Exercise directions: Your answer should be the entries below, reproduced character for character.
· · · · ·
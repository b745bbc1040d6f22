//! In-memory [`PixivApi`] for unit tests.

use std::collections::HashMap;
use std::sync::Mutex;

use async_trait::async_trait;
use serde_json::{json, Value};

use super::api::{Credential, Cursor, Operation, PixivApi};
use crate::error::{Error, Result};
use crate::model::{Illust, User};

/// Serves canned listings and details, recording every call.
pub struct FakeApi {
    page_size: usize,
    listings: Mutex<HashMap<String, Vec<Illust>>>,
    details: Mutex<HashMap<u64, Illust>>,
    users: Mutex<Vec<User>>,
    calls: Mutex<Vec<String>>,
}

impl FakeApi {
    pub fn new(page_size: usize) -> Self {
        Self {
            page_size,
            listings: Mutex::new(HashMap::new()),
            details: Mutex::new(HashMap::new()),
            users: Mutex::new(Vec::new()),
            calls: Mutex::new(Vec::new()),
        }
    }

    /// Serve `illusts` for `operation`, split into pages.
    pub fn with_listing(self, operation: &Operation, illusts: Vec<Illust>) -> Self {
        self.listings
            .lock()
            .unwrap()
            .insert(operation.to_string(), illusts);
        self
    }

    pub fn with_detail(self, illust: Illust) -> Self {
        self.details.lock().unwrap().insert(illust.id, illust);
        self
    }

    pub fn with_users(self, users: Vec<User>) -> Self {
        *self.users.lock().unwrap() = users;
        self
    }

    /// Number of recorded calls starting with `prefix`.
    pub fn count(&self, prefix: &str) -> usize {
        self.calls
            .lock()
            .unwrap()
            .iter()
            .filter(|c| c.starts_with(prefix))
            .count()
    }

    fn record(&self, call: String) {
        self.calls.lock().unwrap().push(call);
    }
}

#[async_trait]
impl PixivApi for FakeApi {
    async fn login(&self, _refresh_token: &str) -> Result<Credential> {
        self.record("login".to_string());
        Ok(Credential {
            access_token: "access".to_string(),
            refresh_token: "test-refresh-token".to_string(),
            expires_in: 3600,
            user_id: 1,
        })
    }

    async fn list_page(
        &self,
        operation: &Operation,
        offset: usize,
        cursor: Option<&Cursor>,
    ) -> Result<Value> {
        let start = cursor
            .and_then(|c| c.pairs().iter().find(|(k, _)| k == "offset"))
            .and_then(|(_, v)| v.parse().ok())
            .unwrap_or(offset);
        self.record(format!("list:{operation}@{start}"));

        if let Operation::SearchUser { .. } = operation {
            let users = self.users.lock().unwrap().clone();
            let previews: Vec<Value> = users.iter().map(|u| json!({ "user": u })).collect();
            return Ok(json!({ "user_previews": previews, "next_url": null }));
        }

        let listing = self.listings.lock().unwrap().get(&operation.to_string()).cloned();
        let Some(listing) = listing else {
            return Ok(json!({
                "error": {"user_message": "", "message": "Invalid request", "reason": ""}
            }));
        };

        let end = (start + self.page_size).min(listing.len());
        let page = listing.get(start..end).unwrap_or_default();
        let next_url = (end < listing.len()).then(|| {
            format!(
                "https://app-api.pixiv.net{}?offset={end}",
                operation.endpoint()
            )
        });
        Ok(json!({ "illusts": page, "next_url": next_url }))
    }

    async fn illust_detail(&self, illust_id: u64) -> Result<Value> {
        self.record(format!("detail:{illust_id}"));
        match self.details.lock().unwrap().get(&illust_id) {
            Some(illust) => Ok(json!({ "illust": illust })),
            None => Ok(json!({
                "error": {"user_message": "Work not found", "message": "", "reason": ""}
            })),
        }
    }

    async fn user_detail(&self, user_id: u64) -> Result<Value> {
        self.record(format!("user:{user_id}"));
        let users = self.users.lock().unwrap();
        users
            .iter()
            .find(|u| u.id == user_id)
            .map(|u| json!({ "user": u }))
            .ok_or_else(|| Error::Query("User not found".to_string()))
    }

    async fn download(&self, url: &str) -> Result<Vec<u8>> {
        self.record(format!("download:{url}"));
        Ok(url.as_bytes().to_vec())
    }
}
· · · · ·
Your solution:
repository b745bbc1040d6f22
//! In-memory [`PixivApi`] for unit tests.

use std::collections::HashMap;
use std::sync::Mutex;

use async_trait::async_trait;
use serde_json::{json, Value};

use super::api::{Credential, Cursor, Operation, PixivApi};
use crate::error::{Error, Result};
use crate::model::{Illust, User};

/// Serves canned listings and details, recording every call.
pub struct FakeApi {
    page_size: usize,
    listings: Mutex<HashMap<String, Vec<Illust>>>,
    details: Mutex<HashMap<u64, Illust>>,
    users: Mutex<Vec<User>>,
    calls: Mutex<Vec<String>>,
}

impl FakeApi {
    pub fn new(page_size: usize) -> Self {
        Self {
            page_size,
            listings: Mutex::new(HashMap::new()),
            details: Mutex::new(HashMap::new()),
            users: Mutex::new(Vec::new()),
            calls: Mutex::new(Vec::new()),
        }
    }

    /// Serve `illusts` for `operation`, split into pages.
    pub fn with_listing(self, operation: &Operation, illusts: Vec<Illust>) -> Self {
        self.listings
            .lock()
            .unwrap()
            .insert(operation.to_string(), illusts);
        self
    }

    pub fn with_detail(self, illust: Illust) -> Self {
        self.details.lock().unwrap().insert(illust.id, illust);
        self
    }

    pub fn with_users(self, users: Vec<User>) -> Self {
        *self.users.lock().unwrap() = users;
        self
    }

    /// Number of recorded calls starting with `prefix`.
    pub fn count(&self, prefix: &str) -> usize {
        self.calls
            .lock()
            .unwrap()
            .iter()
            .filter(|c| c.starts_with(prefix))
            .count()
    }

    fn record(&self, call: String) {
        self.calls.lock().unwrap().push(call);
    }
}

#[async_trait]
impl PixivApi for FakeApi {
    async fn login(&self, _refresh_token: &str) -> Result<Credential> {
        self.record("login".to_string());
        Ok(Credential {
            access_token: "access".to_string(),
            refresh_token: "test-refresh-token".to_string(),
            expires_in: 3600,
            user_id: 1,
        })
    }

    async fn list_page(
        &self,
        operation: &Operation,
        offset: usize,
        cursor: Option<&Cursor>,
    ) -> Result<Value> {
        let start = cursor
            .and_then(|c| c.pairs().iter().find(|(k, _)| k == "offset"))
            .and_then(|(_, v)| v.parse().ok())
            .unwrap_or(offset);
        self.record(format!("list:{operation}@{start}"));

        if let Operation::SearchUser { .. } = operation {
            let users = self.users.lock().unwrap().clone();
            let previews: Vec<Value> = users.iter().map(|u| json!({ "user": u })).collect();
            return Ok(json!({ "user_previews": previews, "next_url": null }));
        }

        let listing = self.listings.lock().unwrap().get(&operation.to_string()).cloned();
        let Some(listing) = listing else {
            return Ok(json!({
                "error": {"user_message": "", "message": "Invalid request", "reason": ""}
            }));
        };

        let end = (start + self.page_size).min(listing.len());
        let page = listing.get(start..end).unwrap_or_default();
        let next_url = (end < listing.len()).then(|| {
            format!(
                "https://app-api.pixiv.net{}?offset={end}",
                operation.endpoint()
            )
        });
        Ok(json!({ "illusts": page, "next_url": next_url }))
    }

    async fn illust_detail(&self, illust_id: u64) -> Result<Value> {
        self.record(format!("detail:{illust_id}"));
        match self.details.lock().unwrap().get(&illust_id) {
            Some(illust) => Ok(json!({ "illust": illust })),
            None => Ok(json!({
                "error": {"user_message": "Work not found", "message": "", "reason": ""}
            })),
        }
    }

    async fn user_detail(&self, user_id: u64) -> Result<Value> {
        self.record(format!("user:{user_id}"));
        let users = self.users.lock().unwrap();
        users
            .iter()
            .find(|u| u.id == user_id)
            .map(|u| json!({ "user": u }))
            .ok_or_else(|| Error::Query("User not found".to_string()))
    }

    async fn download(&self, url: &str) -> Result<Vec<u8>> {
        self.record(format!("download:{url}"));
        Ok(url.as_bytes().to_vec())
    }
}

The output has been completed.